SOURCE INFORMATION
::::::::::
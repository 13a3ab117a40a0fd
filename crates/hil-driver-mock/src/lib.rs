//! Mock Resource Manager Backend for rust-hil
//!
//! This crate provides an in-process stand-in for a lab resource broker so session
//! lifecycles can be exercised without shared hardware.
//!
//! # Components
//!
//! - [`MockPool`] - Inventory of boards shared by every client of one factory
//! - [`MockBroker`] - `ResourceManagerClient` with exclusive, atomic allocation
//! - [`MockDevice`] - `DeviceHandle` with a loopback byte pipe and call counters
//! - [`MockBackendFactory`] - `BackendFactory` registered as backend `"mock"`
//!
//! # Failure Injection
//!
//! Devices and pools accept an [`ErrorConfig`]; flash and reset outcomes can also be
//! toggled directly on a device. Realistic mode adds lab-like latencies, which are
//! bounded by the endpoint timeout the session passes to the factory.
//!
//! ```rust,ignore
//! use hil_driver_mock::{MockBackendFactory, MockPool};
//! use std::sync::Arc;
//!
//! let pool = Arc::new(MockPool::with_boards(&[("board-1", "K64F")]));
//! registry.register_factory(Box::new(MockBackendFactory::with_pool(pool.clone())));
//! // ... run a session ...
//! assert_eq!(pool.device("board-1").unwrap().stats().releases, 1);
//! ```

pub mod common;
mod mock_broker;
mod mock_device;

pub use common::{ErrorConfig, ErrorScenario, MockMode, MockRng, TimingConfig};

pub use mock_broker::{MOCK_BACKEND_ID, MockBackendFactory, MockBroker, MockPool};
pub use mock_device::{DeviceStats, MockDevice, MockDeviceBuilder};

use hil_core::manager::FactoryRegistry;

/// Register the mock backend with a default pool.
pub fn register_all(registry: &impl FactoryRegistry) {
    registry.register_factory(Box::new(MockBackendFactory::new()));
}
//! Connector primitive interface consumed by test runners.
//!
//! Every way the harness reaches a device (local serial, remote resource,
//! simulator) presents the same surface. Only remote sessions live in this
//! workspace.

use crate::error::ErrorRecord;
use async_trait::async_trait;
use bytes::Bytes;

#[async_trait]
pub trait ConnectorPrimitive: Send + Sync {
    /// Read up to `count` bytes. Returns empty when nothing is connected.
    async fn read(&self, count: usize) -> Bytes;

    /// Write `payload` as one discrete write and return it unchanged.
    /// With `echo` set the payload is also logged.
    async fn write(&self, payload: Bytes, echo: bool) -> Bytes;

    async fn flush(&self);

    fn connected(&self) -> bool;

    fn error(&self) -> Option<ErrorRecord>;

    /// Release everything held. Idempotent and infallible.
    async fn finish(&mut self);
}
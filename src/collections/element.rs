use std::fmt::Debug;

/// Marker for values that can travel through the queues in this crate.
pub trait Element: Debug + Send + Sync + 'static {}

impl<T: Debug + Send + Sync + 'static> Element for T {}
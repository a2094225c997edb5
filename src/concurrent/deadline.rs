use std::time::{Duration, Instant};

use parking_lot::{Condvar, MutexGuard};

/// Wait budget accepted by every blocking operation in this crate.
#[derive(Debug, Clone, Copy, PartialEq, Eq)]
pub enum Timeout {
  /// Give up immediately if the fast path does not succeed.
  NoWait,
  /// Wait until the duration elapses.
  Bounded(Duration),
  /// Wait until the operation completes or is cancelled.
  Infinite,
}

impl Timeout {
  pub fn millis(millis: u64) -> Self {
    Timeout::Bounded(Duration::from_millis(millis))
  }

  /// Returns whether this budget forbids waiting at all. A bounded zero
  /// duration counts as no-wait.
  pub fn is_no_wait(&self) -> bool {
    match self {
      Timeout::NoWait => true,
      Timeout::Bounded(duration) => duration.is_zero(),
      Timeout::Infinite => false,
    }
  }
}

/// An absolute point in time after which a wait gives up.
///
/// Computed once when a wait begins and re-checked after every wake, so
/// spurious or unrelated wakeups never extend the effective wait.
#[derive(Debug, Clone, Copy)]
pub enum Deadline {
  At(Instant),
  Never,
}

impl Deadline {
  pub fn start(timeout: Timeout) -> Self {
    match timeout {
      Timeout::NoWait => Deadline::At(Instant::now()),
      Timeout::Bounded(duration) => match Instant::now().checked_add(duration) {
        Some(at) => Deadline::At(at),
        None => Deadline::Never,
      },
      Timeout::Infinite => Deadline::Never,
    }
  }

  /// Time left before expiry; `None` for a deadline that never expires.
  /// Monotonically non-increasing as observed by any thread.
  pub fn remaining(&self) -> Option<Duration> {
    match self {
      Deadline::At(at) => Some(at.saturating_duration_since(Instant::now())),
      Deadline::Never => None,
    }
  }

  pub fn is_expired(&self) -> bool {
    match self {
      Deadline::At(at) => Instant::now() >= *at,
      Deadline::Never => false,
    }
  }

  pub fn instant(&self) -> Option<Instant> {
    match self {
      Deadline::At(at) => Some(*at),
      Deadline::Never => None,
    }
  }
}

/// Parks the calling thread on `cond` until a wake or until the deadline.
/// Callers re-check their predicate, the cancel token and the deadline after
/// every return.
pub(crate) fn park<T>(deadline: &Deadline, cond: &Condvar, guard: &mut MutexGuard<'_, T>) {
  match deadline.instant() {
    Some(at) => {
      let _ = cond.wait_until(guard, at);
    }
    None => cond.wait(guard),
  }
}

#[cfg(test)]
mod tests {
  use std::time::Duration;

  use super::{Deadline, Timeout};

  #[test]
  fn test_no_wait_detection() {
    assert!(Timeout::NoWait.is_no_wait());
    assert!(Timeout::Bounded(Duration::ZERO).is_no_wait());
    assert!(!Timeout::millis(1).is_no_wait());
    assert!(!Timeout::Infinite.is_no_wait());
  }

  #[test]
  fn test_bounded_deadline_expires() {
    let deadline = Deadline::start(Timeout::millis(10));
    assert!(!deadline.is_expired());
    std::thread::sleep(Duration::from_millis(20));
    assert!(deadline.is_expired());
    assert_eq!(deadline.remaining(), Some(Duration::ZERO));
  }

  #[test]
  fn test_infinite_deadline_never_expires() {
    let deadline = Deadline::start(Timeout::Infinite);
    assert!(!deadline.is_expired());
    assert_eq!(deadline.remaining(), None);
    assert_eq!(deadline.instant(), None);
  }

  #[test]
  fn test_remaining_is_monotonically_non_increasing() {
    let deadline = Deadline::start(Timeout::millis(50));
    let first = deadline.remaining().unwrap();
    std::thread::sleep(Duration::from_millis(5));
    let second = deadline.remaining().unwrap();
    assert!(second <= first);
  }
}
::::::::::
PROBLEM REQUIREMENTS
Set down the data exactly.

SOLUTION
repository 13a3ab117a40a0fd
filename crates/hil-driver-mock/src/lib.rs
//! Mock Resource Manager Backend for rust-hil
//!
//! This crate provides an in-process stand-in for a lab resource broker so session
//! lifecycles can be exercised without shared hardware.
//!
//! # Components
//!
//! - [`MockPool`] - Inventory of boards shared by every client of one factory
//! - [`MockBroker`] - `ResourceManagerClient` with exclusive, atomic allocation
//! - [`MockDevice`] - `DeviceHandle` with a loopback byte pipe and call counters
//! - [`MockBackendFactory`] - `BackendFactory` registered as backend `"mock"`
//!
//! # Failure Injection
//!
//! Devices and pools accept an [`ErrorConfig`]; flash and reset outcomes can also be
//! toggled directly on a device. Realistic mode adds lab-like latencies, which are
//! bounded by the endpoint timeout the session passes to the factory.
//!
//! ```rust,ignore
//! use hil_driver_mock::{MockBackendFactory, MockPool};
//! use std::sync::Arc;
//!
//! let pool = Arc::new(MockPool::with_boards(&[("board-1", "K64F")]));
//! registry.register_factory(Box::new(MockBackendFactory::with_pool(pool.clone())));
//! // ... run a session ...
//! assert_eq!(pool.device("board-1").unwrap().stats().releases, 1);
//! ```

pub mod common;
mod mock_broker;
mod mock_device;

pub use common::{ErrorConfig, ErrorScenario, MockMode, MockRng, TimingConfig};

pub use mock_broker::{MOCK_BACKEND_ID, MockBackendFactory, MockBroker, MockPool};
pub use mock_device::{DeviceStats, MockDevice, MockDeviceBuilder};

use hil_core::manager::FactoryRegistry;

/// Register the mock backend with a default pool.
pub fn register_all(registry: &impl FactoryRegistry) {
    registry.register_factory(Box::new(MockBackendFactory::new()));
}
//! Connector primitive interface consumed by test runners.
//!
//! Every way the harness reaches a device (local serial, remote resource,
//! simulator) presents the same surface. Only remote sessions live in this
//! workspace.

use crate::error::ErrorRecord;
use async_trait::async_trait;
use bytes::Bytes;

#[async_trait]
pub trait ConnectorPrimitive: Send + Sync {
    /// Read up to `count` bytes. Returns empty when nothing is connected.
    async fn read(&self, count: usize) -> Bytes;

    /// Write `payload` as one discrete write and return it unchanged.
    /// With `echo` set the payload is also logged.
    async fn write(&self, payload: Bytes, echo: bool) -> Bytes;

    async fn flush(&self);

    fn connected(&self) -> bool;

    fn error(&self) -> Option<ErrorRecord>;

    /// Release everything held. Idempotent and infallible.
    async fn finish(&mut self);
}
filename src/collections/element.rs
use std::fmt::Debug;

/// Marker for values that can travel through the queues in this crate.
pub trait Element: Debug + Send + Sync + 'static {}

impl<T: Debug + Send + Sync + 'static> Element for T {}
repository a2094225c997edb5
filename src/concurrent/deadline.rs
use std::time::{Duration, Instant};

use parking_lot::{Condvar, MutexGuard};

/// Wait budget accepted by every blocking operation in this crate.
#[derive(Debug, Clone, Copy, PartialEq, Eq)]
pub enum Timeout {
  /// Give up immediately if the fast path does not succeed.
  NoWait,
  /// Wait until the duration elapses.
  Bounded(Duration),
  /// Wait until the operation completes or is cancelled.
  Infinite,
}

impl Timeout {
  pub fn millis(millis: u64) -> Self {
    Timeout::Bounded(Duration::from_millis(millis))
  }

  /// Returns whether this budget forbids waiting at all. A bounded zero
  /// duration counts as no-wait.
  pub fn is_no_wait(&self) -> bool {
    match self {
      Timeout::NoWait => true,
      Timeout::Bounded(duration) => duration.is_zero(),
      Timeout::Infinite => false,
    }
  }
}

/// An absolute point in time after which a wait gives up.
///
/// Computed once when a wait begins and re-checked after every wake, so
/// spurious or unrelated wakeups never extend the effective wait.
#[derive(Debug, Clone, Copy)]
pub enum Deadline {
  At(Instant),
  Never,
}

impl Deadline {
  pub fn start(timeout: Timeout) -> Self {
    match timeout {
      Timeout::NoWait => Deadline::At(Instant::now()),
      Timeout::Bounded(duration) => match Instant::now().checked_add(duration) {
        Some(at) => Deadline::At(at),
        None => Deadline::Never,
      },
      Timeout::Infinite => Deadline::Never,
    }
  }

  /// Time left before expiry; `None` for a deadline that never expires.
  /// Monotonically non-increasing as observed by any thread.
  pub fn remaining(&self) -> Option<Duration> {
    match self {
      Deadline::At(at) => Some(at.saturating_duration_since(Instant::now())),
      Deadline::Never => None,
    }
  }

  pub fn is_expired(&self) -> bool {
    match self {
      Deadline::At(at) => Instant::now() >= *at,
      Deadline::Never => false,
    }
  }

  pub fn instant(&self) -> Option<Instant> {
    match self {
      Deadline::At(at) => Some(*at),
      Deadline::Never => None,
    }
  }
}

/// Parks the calling thread on `cond` until a wake or until the deadline.
/// Callers re-check their predicate, the cancel token and the deadline after
/// every return.
pub(crate) fn park<T>(deadline: &Deadline, cond: &Condvar, guard: &mut MutexGuard<'_, T>) {
  match deadline.instant() {
    Some(at) => {
      let _ = cond.wait_until(guard, at);
    }
    None => cond.wait(guard),
  }
}

#[cfg(test)]
mod tests {
  use std::time::Duration;

  use super::{Deadline, Timeout};

  #[test]
  fn test_no_wait_detection() {
    assert!(Timeout::NoWait.is_no_wait());
    assert!(Timeout::Bounded(Duration::ZERO).is_no_wait());
    assert!(!Timeout::millis(1).is_no_wait());
    assert!(!Timeout::Infinite.is_no_wait());
  }

  #[test]
  fn test_bounded_deadline_expires() {
    let deadline = Deadline::start(Timeout::millis(10));
    assert!(!deadline.is_expired());
    std::thread::sleep(Duration::from_millis(20));
    assert!(deadline.is_expired());
    assert_eq!(deadline.remaining(), Some(Duration::ZERO));
  }

  #[test]
  fn test_infinite_deadline_never_expires() {
    let deadline = Deadline::start(Timeout::Infinite);
    assert!(!deadline.is_expired());
    assert_eq!(deadline.remaining(), None);
    assert_eq!(deadline.instant(), None);
  }

  #[test]
  fn test_remaining_is_monotonically_non_increasing() {
    let deadline = Deadline::start(Timeout::millis(50));
    let first = deadline.remaining().unwrap();
    std::thread::sleep(Duration::from_millis(5));
    let second = deadline.remaining().unwrap();
    assert!(second <= first);
  }
}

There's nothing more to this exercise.